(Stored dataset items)
_____

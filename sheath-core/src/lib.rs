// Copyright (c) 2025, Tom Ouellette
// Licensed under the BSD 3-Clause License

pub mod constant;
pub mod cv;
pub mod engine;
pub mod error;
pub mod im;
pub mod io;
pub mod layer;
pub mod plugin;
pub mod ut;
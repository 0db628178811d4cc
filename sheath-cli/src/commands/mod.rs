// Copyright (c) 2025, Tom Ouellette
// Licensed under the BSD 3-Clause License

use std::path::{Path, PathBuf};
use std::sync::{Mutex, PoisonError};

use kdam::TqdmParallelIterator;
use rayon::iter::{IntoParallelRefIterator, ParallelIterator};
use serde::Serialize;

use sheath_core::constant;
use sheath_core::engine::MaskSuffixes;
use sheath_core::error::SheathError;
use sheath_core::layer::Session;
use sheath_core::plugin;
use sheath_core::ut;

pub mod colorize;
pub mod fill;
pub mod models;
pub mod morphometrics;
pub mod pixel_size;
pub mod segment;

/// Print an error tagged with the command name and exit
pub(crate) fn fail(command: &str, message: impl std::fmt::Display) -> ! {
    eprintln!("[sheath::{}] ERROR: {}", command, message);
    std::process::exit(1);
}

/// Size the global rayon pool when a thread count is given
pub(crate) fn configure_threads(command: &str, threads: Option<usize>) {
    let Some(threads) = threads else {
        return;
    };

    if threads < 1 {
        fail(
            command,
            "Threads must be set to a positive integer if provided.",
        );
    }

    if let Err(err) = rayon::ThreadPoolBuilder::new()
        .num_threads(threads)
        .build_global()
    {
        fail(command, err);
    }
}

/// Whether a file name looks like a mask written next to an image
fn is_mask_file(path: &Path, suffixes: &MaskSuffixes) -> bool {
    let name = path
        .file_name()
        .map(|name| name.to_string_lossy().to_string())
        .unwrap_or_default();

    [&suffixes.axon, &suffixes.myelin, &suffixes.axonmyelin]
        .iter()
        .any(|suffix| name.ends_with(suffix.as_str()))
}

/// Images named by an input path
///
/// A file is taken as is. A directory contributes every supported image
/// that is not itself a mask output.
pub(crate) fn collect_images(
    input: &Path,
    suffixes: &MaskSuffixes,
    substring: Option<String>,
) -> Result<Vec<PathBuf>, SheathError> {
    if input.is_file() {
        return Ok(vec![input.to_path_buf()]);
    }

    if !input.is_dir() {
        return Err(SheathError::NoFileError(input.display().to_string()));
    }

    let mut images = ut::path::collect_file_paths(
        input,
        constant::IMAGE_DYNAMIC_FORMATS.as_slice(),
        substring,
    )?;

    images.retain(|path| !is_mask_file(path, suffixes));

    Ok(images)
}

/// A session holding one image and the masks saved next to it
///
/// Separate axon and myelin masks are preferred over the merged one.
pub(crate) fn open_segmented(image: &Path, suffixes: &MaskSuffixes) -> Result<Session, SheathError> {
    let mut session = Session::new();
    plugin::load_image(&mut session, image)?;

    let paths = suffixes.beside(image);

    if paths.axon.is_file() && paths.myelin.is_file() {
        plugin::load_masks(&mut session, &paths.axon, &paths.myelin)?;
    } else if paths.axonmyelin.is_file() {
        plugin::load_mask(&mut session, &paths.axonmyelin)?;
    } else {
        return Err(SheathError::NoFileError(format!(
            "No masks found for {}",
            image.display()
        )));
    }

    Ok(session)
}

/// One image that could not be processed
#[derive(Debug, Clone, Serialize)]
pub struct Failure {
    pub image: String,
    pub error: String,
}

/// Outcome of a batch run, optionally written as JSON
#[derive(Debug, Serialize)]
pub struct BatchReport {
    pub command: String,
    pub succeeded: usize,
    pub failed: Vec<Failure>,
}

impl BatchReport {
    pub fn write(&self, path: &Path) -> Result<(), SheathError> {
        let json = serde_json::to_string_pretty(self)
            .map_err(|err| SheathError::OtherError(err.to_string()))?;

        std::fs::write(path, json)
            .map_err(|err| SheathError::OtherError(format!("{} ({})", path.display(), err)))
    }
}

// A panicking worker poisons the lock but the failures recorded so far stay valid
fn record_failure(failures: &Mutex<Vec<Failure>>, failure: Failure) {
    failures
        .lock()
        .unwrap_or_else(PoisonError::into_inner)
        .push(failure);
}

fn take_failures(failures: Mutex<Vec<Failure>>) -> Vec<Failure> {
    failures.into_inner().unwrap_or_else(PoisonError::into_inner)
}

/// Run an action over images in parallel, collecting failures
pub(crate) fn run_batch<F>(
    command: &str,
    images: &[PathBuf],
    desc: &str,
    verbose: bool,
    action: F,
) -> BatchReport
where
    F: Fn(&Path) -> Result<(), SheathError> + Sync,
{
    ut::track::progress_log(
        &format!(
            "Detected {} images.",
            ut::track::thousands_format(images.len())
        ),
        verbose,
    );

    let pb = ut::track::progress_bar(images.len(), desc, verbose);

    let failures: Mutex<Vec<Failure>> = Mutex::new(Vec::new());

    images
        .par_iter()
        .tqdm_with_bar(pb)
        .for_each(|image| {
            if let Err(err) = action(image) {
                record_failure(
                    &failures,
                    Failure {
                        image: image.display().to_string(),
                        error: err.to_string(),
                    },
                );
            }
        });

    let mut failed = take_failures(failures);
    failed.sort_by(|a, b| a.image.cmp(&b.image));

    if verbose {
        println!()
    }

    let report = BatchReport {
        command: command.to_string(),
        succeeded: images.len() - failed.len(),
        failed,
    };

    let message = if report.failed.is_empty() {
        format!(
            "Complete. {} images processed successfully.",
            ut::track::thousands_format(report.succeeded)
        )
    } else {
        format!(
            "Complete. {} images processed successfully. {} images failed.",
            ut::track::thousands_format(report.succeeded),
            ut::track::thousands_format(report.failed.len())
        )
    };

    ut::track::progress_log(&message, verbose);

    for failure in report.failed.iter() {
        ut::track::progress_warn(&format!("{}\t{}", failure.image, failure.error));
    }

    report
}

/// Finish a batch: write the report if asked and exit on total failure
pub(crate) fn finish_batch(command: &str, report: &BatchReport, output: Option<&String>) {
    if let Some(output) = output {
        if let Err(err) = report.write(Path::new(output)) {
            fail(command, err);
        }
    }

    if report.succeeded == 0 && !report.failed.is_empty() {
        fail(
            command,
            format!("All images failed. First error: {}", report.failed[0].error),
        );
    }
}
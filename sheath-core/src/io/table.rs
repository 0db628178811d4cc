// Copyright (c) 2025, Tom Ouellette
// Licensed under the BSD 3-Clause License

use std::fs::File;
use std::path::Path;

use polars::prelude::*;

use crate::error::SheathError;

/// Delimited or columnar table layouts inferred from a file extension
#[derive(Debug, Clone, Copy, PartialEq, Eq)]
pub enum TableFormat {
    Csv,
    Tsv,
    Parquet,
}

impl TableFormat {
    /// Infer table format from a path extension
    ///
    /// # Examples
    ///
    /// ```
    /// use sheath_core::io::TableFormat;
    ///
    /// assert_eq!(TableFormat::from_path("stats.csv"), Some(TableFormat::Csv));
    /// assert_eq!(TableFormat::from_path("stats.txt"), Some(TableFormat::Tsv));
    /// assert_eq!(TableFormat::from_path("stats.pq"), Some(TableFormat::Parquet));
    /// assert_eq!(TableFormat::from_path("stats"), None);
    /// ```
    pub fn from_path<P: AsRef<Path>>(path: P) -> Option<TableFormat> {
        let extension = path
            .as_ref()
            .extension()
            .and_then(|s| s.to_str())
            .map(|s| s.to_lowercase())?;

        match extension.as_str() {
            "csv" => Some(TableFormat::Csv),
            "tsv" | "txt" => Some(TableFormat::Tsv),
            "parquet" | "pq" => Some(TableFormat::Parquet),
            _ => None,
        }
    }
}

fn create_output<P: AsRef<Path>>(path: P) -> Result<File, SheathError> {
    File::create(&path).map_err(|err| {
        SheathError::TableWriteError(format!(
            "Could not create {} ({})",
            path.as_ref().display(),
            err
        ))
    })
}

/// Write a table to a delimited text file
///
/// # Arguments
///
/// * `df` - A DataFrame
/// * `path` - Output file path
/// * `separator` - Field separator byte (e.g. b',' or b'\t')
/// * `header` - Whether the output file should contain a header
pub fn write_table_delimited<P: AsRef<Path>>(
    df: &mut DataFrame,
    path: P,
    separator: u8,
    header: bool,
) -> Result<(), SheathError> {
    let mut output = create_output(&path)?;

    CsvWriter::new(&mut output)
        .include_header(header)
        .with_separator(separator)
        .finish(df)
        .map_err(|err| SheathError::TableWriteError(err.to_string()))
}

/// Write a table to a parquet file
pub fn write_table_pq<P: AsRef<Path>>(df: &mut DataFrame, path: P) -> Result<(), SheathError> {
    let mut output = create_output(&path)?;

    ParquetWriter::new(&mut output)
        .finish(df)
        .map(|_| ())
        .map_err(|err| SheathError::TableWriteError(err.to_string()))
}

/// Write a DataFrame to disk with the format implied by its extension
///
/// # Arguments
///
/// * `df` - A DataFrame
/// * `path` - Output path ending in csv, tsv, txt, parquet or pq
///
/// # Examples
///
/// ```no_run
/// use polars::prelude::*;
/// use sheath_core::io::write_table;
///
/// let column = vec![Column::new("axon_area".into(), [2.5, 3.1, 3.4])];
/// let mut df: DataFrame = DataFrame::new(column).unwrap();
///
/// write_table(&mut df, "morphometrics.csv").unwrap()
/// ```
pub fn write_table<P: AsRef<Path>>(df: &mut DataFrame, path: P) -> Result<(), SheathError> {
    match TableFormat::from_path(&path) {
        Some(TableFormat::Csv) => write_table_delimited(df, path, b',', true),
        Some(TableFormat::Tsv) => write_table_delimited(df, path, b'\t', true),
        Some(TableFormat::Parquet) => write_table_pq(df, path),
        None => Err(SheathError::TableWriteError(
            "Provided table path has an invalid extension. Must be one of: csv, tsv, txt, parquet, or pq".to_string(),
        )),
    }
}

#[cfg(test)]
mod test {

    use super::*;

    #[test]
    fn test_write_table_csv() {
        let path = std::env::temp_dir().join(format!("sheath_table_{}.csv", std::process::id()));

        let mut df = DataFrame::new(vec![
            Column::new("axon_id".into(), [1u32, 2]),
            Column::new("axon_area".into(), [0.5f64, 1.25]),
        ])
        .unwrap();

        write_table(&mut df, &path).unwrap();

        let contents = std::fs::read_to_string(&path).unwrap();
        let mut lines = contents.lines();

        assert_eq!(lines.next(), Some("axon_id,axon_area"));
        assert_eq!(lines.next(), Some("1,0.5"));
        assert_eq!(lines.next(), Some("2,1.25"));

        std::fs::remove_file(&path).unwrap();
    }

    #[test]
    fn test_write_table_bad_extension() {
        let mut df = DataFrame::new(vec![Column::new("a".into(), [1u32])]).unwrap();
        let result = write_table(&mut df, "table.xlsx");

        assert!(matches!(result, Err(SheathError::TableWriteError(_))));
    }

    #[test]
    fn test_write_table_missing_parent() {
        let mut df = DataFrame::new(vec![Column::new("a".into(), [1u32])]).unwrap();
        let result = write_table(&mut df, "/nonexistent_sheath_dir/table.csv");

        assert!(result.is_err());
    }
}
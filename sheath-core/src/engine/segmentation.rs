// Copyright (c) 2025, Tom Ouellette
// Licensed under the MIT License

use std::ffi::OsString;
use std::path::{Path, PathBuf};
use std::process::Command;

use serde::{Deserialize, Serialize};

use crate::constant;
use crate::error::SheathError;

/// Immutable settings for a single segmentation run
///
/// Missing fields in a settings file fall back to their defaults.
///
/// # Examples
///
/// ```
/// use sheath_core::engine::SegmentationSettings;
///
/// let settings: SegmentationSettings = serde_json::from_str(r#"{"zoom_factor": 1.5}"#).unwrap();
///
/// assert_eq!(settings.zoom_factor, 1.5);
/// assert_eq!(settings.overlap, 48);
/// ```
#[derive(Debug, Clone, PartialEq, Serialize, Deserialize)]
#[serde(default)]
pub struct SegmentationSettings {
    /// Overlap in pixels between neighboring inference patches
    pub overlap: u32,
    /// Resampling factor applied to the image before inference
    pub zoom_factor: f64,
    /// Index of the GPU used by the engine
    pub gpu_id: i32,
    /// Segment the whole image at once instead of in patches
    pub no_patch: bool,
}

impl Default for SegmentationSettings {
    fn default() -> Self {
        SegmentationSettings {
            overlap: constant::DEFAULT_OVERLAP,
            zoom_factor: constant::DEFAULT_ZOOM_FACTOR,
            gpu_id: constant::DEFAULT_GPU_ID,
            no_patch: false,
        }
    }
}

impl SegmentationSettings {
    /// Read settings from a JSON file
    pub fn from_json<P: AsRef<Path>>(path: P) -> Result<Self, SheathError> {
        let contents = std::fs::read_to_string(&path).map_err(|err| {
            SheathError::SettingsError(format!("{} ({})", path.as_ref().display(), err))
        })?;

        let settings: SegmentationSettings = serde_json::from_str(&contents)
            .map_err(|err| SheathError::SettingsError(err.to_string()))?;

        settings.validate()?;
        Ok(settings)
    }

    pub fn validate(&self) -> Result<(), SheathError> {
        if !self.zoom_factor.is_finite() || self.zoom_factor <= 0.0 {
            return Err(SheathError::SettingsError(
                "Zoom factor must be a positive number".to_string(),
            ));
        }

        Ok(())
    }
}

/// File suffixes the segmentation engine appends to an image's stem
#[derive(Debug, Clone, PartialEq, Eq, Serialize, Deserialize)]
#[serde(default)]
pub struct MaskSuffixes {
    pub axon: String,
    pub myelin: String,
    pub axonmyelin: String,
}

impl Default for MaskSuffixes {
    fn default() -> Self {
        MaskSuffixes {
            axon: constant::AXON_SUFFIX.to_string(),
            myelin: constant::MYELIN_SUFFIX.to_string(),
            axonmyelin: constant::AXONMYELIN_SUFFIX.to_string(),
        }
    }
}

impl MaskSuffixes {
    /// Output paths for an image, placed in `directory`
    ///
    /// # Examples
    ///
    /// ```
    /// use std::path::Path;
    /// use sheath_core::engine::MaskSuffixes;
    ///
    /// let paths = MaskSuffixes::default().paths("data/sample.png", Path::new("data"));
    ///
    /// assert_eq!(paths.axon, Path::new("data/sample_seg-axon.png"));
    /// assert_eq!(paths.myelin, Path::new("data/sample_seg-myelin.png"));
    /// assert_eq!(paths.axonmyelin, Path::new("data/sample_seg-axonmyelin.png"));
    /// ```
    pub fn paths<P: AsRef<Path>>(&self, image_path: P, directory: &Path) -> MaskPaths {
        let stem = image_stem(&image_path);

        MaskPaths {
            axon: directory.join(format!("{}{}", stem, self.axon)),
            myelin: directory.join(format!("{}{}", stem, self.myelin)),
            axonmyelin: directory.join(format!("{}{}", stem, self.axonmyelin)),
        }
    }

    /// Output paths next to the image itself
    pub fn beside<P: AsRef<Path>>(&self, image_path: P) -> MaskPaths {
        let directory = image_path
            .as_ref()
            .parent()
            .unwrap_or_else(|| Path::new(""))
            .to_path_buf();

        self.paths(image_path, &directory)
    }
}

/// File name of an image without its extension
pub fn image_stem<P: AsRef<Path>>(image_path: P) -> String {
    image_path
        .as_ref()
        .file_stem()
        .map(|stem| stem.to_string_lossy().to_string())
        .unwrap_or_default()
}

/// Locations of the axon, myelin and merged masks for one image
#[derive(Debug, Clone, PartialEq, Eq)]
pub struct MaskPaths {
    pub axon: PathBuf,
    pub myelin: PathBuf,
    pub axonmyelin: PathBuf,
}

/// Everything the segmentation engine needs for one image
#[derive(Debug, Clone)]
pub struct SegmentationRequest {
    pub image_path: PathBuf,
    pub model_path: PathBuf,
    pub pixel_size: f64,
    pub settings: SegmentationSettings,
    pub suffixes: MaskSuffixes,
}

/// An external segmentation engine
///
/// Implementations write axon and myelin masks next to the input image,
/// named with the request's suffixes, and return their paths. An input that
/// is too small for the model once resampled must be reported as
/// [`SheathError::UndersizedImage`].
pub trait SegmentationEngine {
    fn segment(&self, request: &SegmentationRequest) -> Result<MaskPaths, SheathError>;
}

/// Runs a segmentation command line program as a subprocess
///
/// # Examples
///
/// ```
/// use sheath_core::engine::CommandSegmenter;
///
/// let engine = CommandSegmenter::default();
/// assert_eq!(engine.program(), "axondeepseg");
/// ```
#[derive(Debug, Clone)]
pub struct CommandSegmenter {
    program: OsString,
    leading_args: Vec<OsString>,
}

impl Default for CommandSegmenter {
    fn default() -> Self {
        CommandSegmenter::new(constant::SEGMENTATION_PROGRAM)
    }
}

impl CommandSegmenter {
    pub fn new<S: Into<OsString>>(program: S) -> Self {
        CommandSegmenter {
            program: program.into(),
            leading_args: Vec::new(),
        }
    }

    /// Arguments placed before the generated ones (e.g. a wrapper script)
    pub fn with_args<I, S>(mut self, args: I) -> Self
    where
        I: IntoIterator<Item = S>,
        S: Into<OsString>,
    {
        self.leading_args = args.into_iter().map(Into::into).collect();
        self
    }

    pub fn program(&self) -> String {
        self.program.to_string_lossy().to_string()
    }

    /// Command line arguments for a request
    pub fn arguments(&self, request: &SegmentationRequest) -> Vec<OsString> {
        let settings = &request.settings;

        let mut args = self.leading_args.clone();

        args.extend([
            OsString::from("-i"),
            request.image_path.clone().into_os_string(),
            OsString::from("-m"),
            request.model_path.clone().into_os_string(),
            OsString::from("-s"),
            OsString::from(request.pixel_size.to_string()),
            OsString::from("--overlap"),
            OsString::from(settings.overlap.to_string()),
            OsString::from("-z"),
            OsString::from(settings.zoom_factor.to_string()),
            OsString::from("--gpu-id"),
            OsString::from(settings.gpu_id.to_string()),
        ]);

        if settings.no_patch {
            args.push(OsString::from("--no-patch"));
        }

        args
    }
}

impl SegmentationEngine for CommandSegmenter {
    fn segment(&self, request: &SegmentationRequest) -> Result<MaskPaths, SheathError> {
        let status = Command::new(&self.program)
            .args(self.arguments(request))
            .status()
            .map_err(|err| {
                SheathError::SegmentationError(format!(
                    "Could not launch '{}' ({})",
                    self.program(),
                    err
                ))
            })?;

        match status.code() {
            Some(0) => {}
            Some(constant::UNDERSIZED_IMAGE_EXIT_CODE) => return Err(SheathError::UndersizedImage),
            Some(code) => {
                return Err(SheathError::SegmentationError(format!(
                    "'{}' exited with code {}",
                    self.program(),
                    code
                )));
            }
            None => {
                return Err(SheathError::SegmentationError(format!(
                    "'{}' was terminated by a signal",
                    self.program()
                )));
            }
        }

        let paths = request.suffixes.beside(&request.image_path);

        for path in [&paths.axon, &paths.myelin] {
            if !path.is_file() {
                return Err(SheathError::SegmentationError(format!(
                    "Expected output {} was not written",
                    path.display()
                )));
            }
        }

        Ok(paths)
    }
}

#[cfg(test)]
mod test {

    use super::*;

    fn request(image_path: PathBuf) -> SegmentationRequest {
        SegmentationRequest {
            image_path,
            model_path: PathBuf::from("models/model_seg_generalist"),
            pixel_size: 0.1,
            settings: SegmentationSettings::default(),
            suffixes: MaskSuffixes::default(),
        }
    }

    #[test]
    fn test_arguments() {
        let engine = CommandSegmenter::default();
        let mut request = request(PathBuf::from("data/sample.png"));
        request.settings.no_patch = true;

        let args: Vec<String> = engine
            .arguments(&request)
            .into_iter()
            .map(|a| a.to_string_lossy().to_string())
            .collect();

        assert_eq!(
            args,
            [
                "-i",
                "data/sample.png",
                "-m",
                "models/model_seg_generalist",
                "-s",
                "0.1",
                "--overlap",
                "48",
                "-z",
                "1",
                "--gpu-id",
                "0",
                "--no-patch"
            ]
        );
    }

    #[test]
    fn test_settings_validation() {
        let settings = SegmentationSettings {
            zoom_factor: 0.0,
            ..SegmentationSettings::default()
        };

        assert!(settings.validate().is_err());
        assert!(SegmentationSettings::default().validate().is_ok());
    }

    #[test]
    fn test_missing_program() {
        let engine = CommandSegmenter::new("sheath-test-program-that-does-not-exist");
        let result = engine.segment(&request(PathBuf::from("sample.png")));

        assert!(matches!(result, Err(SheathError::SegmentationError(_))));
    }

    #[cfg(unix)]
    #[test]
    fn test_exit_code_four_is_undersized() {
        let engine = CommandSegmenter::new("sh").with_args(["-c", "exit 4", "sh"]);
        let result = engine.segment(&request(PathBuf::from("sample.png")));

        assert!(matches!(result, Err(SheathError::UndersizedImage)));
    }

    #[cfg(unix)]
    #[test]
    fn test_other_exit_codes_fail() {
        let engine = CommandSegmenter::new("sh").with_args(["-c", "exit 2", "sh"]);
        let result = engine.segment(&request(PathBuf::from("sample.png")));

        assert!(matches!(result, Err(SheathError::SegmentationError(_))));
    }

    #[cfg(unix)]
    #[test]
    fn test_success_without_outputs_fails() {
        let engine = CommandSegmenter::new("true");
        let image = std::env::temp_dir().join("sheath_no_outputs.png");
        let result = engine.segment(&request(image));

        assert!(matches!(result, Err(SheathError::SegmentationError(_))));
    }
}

_____

## WORK ORDER
Give only the count of lines in the data that include the string "Debug".

## ANSWER TO THIS TASK
8